**Record extracts**
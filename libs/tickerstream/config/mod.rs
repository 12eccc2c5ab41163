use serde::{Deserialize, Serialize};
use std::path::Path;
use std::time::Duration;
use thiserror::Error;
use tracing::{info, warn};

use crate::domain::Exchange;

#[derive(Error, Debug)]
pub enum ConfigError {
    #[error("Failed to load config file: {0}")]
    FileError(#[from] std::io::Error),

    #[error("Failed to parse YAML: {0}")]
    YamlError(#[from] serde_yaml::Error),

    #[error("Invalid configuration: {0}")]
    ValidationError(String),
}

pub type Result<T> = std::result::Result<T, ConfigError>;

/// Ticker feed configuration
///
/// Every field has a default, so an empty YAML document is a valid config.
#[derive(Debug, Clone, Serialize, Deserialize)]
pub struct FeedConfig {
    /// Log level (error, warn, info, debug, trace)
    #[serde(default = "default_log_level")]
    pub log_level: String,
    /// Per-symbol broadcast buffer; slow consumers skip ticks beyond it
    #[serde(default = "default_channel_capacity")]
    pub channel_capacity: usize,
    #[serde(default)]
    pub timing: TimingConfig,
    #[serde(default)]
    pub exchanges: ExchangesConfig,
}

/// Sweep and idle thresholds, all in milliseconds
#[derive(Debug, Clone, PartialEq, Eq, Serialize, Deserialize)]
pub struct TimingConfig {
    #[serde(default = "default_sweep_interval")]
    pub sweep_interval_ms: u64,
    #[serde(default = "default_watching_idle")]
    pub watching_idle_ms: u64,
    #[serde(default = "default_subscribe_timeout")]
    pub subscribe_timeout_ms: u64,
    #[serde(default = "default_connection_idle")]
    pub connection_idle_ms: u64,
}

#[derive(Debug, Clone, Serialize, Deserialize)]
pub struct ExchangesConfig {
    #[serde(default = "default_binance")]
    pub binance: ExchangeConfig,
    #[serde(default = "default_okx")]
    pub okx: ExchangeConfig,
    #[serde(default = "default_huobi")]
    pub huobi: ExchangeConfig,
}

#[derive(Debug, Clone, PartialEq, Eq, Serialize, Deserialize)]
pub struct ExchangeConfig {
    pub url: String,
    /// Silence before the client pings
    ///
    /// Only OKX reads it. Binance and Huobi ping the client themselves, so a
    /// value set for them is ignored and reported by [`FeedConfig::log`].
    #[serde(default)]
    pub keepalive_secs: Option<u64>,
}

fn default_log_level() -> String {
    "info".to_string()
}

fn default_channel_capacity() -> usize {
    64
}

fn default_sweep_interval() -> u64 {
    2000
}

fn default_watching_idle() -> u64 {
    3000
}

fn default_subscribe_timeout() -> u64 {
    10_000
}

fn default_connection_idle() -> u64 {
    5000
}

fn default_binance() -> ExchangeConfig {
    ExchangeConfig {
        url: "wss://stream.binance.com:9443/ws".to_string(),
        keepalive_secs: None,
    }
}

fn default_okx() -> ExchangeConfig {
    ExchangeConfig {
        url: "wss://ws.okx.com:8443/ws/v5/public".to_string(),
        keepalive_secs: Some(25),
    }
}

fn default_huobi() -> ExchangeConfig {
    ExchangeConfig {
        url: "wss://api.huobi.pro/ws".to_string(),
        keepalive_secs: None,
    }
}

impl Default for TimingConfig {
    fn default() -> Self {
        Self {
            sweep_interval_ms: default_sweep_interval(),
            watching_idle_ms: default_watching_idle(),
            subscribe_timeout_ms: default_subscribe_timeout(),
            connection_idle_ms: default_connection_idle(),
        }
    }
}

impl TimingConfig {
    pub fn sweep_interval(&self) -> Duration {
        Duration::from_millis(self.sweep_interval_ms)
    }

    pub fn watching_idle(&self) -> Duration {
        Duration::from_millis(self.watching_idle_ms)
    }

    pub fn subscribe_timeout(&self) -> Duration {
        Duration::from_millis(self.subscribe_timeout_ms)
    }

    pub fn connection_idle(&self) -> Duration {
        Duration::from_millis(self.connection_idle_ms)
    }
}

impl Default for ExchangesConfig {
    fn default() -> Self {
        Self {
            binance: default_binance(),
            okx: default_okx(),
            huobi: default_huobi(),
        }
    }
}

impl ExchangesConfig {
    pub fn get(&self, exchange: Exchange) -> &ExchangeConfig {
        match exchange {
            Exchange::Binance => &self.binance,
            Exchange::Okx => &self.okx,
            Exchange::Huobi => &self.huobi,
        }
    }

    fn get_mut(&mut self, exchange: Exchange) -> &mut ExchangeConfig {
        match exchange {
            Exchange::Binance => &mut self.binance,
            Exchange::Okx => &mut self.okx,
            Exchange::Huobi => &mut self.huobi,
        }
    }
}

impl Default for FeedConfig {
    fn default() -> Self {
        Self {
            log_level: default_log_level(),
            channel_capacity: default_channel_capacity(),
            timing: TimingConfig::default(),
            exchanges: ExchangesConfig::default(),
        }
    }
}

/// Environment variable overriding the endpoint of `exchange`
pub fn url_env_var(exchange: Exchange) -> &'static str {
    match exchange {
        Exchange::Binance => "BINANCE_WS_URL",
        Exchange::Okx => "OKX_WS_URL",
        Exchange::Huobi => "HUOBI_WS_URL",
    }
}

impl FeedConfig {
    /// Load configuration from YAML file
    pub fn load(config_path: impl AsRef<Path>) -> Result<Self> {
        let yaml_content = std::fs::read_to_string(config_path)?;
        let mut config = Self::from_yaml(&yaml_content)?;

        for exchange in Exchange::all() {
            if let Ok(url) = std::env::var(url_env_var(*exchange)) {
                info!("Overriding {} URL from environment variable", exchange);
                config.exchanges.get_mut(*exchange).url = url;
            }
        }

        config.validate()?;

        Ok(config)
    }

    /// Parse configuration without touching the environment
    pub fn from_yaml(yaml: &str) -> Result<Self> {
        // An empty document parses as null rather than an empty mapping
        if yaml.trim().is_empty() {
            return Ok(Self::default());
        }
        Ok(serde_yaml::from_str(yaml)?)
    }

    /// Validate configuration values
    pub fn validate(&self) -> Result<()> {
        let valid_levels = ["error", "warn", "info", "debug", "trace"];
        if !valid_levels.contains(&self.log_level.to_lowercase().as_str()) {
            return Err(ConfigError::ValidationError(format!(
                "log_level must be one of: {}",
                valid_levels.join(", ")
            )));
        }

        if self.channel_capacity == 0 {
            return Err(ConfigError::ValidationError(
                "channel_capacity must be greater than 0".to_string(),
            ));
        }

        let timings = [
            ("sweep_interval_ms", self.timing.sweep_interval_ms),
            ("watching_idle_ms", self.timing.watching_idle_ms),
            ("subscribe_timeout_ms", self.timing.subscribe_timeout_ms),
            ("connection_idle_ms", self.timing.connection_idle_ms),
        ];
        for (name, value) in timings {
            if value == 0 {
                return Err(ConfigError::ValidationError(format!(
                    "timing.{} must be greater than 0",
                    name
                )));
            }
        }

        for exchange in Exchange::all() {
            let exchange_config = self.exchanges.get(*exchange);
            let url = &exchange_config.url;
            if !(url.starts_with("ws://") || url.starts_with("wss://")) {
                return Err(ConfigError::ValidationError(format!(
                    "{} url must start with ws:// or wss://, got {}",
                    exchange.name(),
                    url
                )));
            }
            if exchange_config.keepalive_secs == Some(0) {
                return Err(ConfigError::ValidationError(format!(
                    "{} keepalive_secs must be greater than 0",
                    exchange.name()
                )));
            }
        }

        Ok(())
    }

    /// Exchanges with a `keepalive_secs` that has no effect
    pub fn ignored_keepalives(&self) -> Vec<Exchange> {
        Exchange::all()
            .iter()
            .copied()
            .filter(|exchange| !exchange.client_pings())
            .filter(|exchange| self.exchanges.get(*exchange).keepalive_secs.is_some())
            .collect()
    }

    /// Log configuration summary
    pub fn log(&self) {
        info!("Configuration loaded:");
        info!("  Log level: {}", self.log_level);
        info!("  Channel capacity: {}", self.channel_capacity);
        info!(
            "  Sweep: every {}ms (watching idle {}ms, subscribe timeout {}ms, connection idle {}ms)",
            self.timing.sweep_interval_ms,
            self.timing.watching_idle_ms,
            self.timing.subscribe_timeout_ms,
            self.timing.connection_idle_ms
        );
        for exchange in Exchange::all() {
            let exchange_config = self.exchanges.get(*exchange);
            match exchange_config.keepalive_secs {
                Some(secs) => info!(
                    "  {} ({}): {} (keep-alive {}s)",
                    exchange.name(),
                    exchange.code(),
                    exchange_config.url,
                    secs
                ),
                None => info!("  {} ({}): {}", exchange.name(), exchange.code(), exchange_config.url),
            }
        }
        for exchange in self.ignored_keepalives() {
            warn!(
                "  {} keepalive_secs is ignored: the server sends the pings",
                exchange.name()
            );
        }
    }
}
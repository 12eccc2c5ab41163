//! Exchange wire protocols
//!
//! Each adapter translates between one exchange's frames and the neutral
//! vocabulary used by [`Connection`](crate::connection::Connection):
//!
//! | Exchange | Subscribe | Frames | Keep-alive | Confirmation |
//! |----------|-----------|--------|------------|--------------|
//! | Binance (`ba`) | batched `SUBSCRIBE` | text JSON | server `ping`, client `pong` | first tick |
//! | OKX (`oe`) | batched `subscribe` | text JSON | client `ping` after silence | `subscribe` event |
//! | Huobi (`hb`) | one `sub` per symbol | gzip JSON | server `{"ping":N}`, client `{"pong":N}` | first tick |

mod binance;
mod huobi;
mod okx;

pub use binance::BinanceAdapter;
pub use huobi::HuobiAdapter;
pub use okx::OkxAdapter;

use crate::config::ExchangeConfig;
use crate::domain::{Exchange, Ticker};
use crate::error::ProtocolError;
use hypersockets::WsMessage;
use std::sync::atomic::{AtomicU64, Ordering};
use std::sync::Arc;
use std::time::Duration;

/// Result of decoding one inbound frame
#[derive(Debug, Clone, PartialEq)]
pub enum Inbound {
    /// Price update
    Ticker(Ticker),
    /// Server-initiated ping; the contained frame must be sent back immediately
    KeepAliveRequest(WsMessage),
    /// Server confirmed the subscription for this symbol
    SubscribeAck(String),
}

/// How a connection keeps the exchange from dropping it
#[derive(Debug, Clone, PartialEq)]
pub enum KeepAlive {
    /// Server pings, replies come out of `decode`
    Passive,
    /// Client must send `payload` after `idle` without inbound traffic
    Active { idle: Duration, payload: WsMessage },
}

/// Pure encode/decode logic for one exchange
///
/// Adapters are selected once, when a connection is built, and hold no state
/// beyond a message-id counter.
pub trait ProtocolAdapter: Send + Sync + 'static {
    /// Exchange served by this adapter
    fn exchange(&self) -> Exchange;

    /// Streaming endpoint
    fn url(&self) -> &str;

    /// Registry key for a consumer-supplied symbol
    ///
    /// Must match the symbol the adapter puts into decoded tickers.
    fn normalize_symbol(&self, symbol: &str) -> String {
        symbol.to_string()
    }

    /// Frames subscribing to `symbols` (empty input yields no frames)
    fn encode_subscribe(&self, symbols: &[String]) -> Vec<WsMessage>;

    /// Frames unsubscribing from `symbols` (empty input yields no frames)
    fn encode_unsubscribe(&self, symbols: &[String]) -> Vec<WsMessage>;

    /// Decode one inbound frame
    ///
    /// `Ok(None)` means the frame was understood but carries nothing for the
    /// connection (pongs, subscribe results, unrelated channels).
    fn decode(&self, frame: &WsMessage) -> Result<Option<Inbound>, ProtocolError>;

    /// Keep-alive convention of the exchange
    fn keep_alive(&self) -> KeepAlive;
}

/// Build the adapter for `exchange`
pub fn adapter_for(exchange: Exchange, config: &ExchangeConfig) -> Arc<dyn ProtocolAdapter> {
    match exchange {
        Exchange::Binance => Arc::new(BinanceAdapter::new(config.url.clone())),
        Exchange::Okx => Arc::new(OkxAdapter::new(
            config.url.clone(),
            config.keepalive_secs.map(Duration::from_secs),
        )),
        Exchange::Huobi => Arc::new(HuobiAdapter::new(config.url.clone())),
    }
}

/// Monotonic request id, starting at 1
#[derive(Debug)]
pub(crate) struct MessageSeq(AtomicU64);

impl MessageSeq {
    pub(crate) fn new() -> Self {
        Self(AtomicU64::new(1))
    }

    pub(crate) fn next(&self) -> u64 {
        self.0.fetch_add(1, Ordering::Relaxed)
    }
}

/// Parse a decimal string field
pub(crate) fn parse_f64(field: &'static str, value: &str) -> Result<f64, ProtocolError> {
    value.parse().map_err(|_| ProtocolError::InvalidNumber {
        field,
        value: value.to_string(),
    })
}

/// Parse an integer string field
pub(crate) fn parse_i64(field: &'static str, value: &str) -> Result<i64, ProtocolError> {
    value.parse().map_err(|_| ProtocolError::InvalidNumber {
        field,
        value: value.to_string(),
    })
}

**About this exercise**
The word "impl" occurs on certain lines of the material; count those lines and respond with the number only.

**Answer**
8